## HOW TO COMPLETE THIS TASK:
These entries must be printed again exactly as they are.
···
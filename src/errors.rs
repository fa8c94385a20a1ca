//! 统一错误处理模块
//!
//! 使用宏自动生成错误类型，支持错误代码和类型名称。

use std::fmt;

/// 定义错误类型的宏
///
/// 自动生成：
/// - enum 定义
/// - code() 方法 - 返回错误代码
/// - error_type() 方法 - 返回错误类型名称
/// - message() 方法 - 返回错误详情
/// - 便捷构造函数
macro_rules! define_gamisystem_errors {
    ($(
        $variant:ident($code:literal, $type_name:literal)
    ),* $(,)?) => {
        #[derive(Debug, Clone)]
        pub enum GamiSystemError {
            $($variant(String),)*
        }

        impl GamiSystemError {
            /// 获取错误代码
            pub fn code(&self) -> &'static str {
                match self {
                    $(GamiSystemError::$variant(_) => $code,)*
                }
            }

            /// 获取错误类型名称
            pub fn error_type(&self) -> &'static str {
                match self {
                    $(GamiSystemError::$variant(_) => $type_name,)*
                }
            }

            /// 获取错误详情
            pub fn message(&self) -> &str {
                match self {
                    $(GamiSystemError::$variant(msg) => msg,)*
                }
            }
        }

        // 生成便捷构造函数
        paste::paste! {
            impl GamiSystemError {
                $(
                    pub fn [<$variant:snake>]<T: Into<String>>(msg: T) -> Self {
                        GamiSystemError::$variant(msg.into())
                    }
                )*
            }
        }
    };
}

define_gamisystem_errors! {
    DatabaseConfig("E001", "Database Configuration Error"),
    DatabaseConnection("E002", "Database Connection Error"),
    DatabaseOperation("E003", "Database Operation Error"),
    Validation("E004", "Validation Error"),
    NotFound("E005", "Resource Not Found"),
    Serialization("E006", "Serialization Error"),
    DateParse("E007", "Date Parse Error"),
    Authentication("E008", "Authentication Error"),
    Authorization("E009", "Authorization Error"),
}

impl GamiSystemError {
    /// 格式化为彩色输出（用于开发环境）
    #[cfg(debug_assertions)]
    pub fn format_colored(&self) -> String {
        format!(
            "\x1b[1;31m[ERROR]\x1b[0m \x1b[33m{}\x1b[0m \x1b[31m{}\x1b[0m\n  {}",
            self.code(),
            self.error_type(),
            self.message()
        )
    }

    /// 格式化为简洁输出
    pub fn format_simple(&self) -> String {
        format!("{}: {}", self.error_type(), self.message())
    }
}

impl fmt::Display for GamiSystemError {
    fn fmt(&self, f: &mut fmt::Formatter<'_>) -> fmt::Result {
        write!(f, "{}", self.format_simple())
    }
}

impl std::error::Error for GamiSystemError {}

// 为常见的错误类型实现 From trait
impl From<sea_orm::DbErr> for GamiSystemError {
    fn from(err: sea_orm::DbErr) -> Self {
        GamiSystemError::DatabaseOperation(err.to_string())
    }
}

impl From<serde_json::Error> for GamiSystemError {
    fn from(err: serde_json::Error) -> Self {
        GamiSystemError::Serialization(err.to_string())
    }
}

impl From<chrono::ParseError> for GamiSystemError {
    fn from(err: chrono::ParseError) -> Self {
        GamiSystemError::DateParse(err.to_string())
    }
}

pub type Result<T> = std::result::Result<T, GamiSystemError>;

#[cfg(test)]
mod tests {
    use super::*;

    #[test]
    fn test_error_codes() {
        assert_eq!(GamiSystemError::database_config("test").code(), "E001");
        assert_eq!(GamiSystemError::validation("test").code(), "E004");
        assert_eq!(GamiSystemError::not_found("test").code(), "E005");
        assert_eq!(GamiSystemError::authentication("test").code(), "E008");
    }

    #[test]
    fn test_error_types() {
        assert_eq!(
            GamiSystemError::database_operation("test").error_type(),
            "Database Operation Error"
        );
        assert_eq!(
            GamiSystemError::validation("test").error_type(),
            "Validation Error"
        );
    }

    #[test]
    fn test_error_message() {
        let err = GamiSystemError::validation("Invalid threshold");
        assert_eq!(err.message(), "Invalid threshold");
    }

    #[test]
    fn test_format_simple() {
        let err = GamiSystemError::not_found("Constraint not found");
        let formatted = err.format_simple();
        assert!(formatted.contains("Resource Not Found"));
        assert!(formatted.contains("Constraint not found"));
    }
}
···
## SOLUTION:
filename src/errors.rs
repository fa8c94385a20a1ca
//! 统一错误处理模块
//!
//! 使用宏自动生成错误类型，支持错误代码和类型名称。

use std::fmt;

/// 定义错误类型的宏
///
/// 自动生成：
/// - enum 定义
/// - code() 方法 - 返回错误代码
/// - error_type() 方法 - 返回错误类型名称
/// - message() 方法 - 返回错误详情
/// - 便捷构造函数
macro_rules! define_gamisystem_errors {
    ($(
        $variant:ident($code:literal, $type_name:literal)
    ),* $(,)?) => {
        #[derive(Debug, Clone)]
        pub enum GamiSystemError {
            $($variant(String),)*
        }

        impl GamiSystemError {
            /// 获取错误代码
            pub fn code(&self) -> &'static str {
                match self {
                    $(GamiSystemError::$variant(_) => $code,)*
                }
            }

            /// 获取错误类型名称
            pub fn error_type(&self) -> &'static str {
                match self {
                    $(GamiSystemError::$variant(_) => $type_name,)*
                }
            }

            /// 获取错误详情
            pub fn message(&self) -> &str {
                match self {
                    $(GamiSystemError::$variant(msg) => msg,)*
                }
            }
        }

        // 生成便捷构造函数
        paste::paste! {
            impl GamiSystemError {
                $(
                    pub fn [<$variant:snake>]<T: Into<String>>(msg: T) -> Self {
                        GamiSystemError::$variant(msg.into())
                    }
                )*
            }
        }
    };
}

define_gamisystem_errors! {
    DatabaseConfig("E001", "Database Configuration Error"),
    DatabaseConnection("E002", "Database Connection Error"),
    DatabaseOperation("E003", "Database Operation Error"),
    Validation("E004", "Validation Error"),
    NotFound("E005", "Resource Not Found"),
    Serialization("E006", "Serialization Error"),
    DateParse("E007", "Date Parse Error"),
    Authentication("E008", "Authentication Error"),
    Authorization("E009", "Authorization Error"),
}

impl GamiSystemError {
    /// 格式化为彩色输出（用于开发环境）
    #[cfg(debug_assertions)]
    pub fn format_colored(&self) -> String {
        format!(
            "\x1b[1;31m[ERROR]\x1b[0m \x1b[33m{}\x1b[0m \x1b[31m{}\x1b[0m\n  {}",
            self.code(),
            self.error_type(),
            self.message()
        )
    }

    /// 格式化为简洁输出
    pub fn format_simple(&self) -> String {
        format!("{}: {}", self.error_type(), self.message())
    }
}

impl fmt::Display for GamiSystemError {
    fn fmt(&self, f: &mut fmt::Formatter<'_>) -> fmt::Result {
        write!(f, "{}", self.format_simple())
    }
}

impl std::error::Error for GamiSystemError {}

// 为常见的错误类型实现 From trait
impl From<sea_orm::DbErr> for GamiSystemError {
    fn from(err: sea_orm::DbErr) -> Self {
        GamiSystemError::DatabaseOperation(err.to_string())
    }
}

impl From<serde_json::Error> for GamiSystemError {
    fn from(err: serde_json::Error) -> Self {
        GamiSystemError::Serialization(err.to_string())
    }
}

impl From<chrono::ParseError> for GamiSystemError {
    fn from(err: chrono::ParseError) -> Self {
        GamiSystemError::DateParse(err.to_string())
    }
}

pub type Result<T> = std::result::Result<T, GamiSystemError>;

#[cfg(test)]
mod tests {
    use super::*;

    #[test]
    fn test_error_codes() {
        assert_eq!(GamiSystemError::database_config("test").code(), "E001");
        assert_eq!(GamiSystemError::validation("test").code(), "E004");
        assert_eq!(GamiSystemError::not_found("test").code(), "E005");
        assert_eq!(GamiSystemError::authentication("test").code(), "E008");
    }

    #[test]
    fn test_error_types() {
        assert_eq!(
            GamiSystemError::database_operation("test").error_type(),
            "Database Operation Error"
        );
        assert_eq!(
            GamiSystemError::validation("test").error_type(),
            "Validation Error"
        );
    }

    #[test]
    fn test_error_message() {
        let err = GamiSystemError::validation("Invalid threshold");
        assert_eq!(err.message(), "Invalid threshold");
    }

    #[test]
    fn test_format_simple() {
        let err = GamiSystemError::not_found("Constraint not found");
        let formatted = err.format_simple();
        assert!(formatted.contains("Resource Not Found"));
        assert!(formatted.contains("Constraint not found"));
    }
}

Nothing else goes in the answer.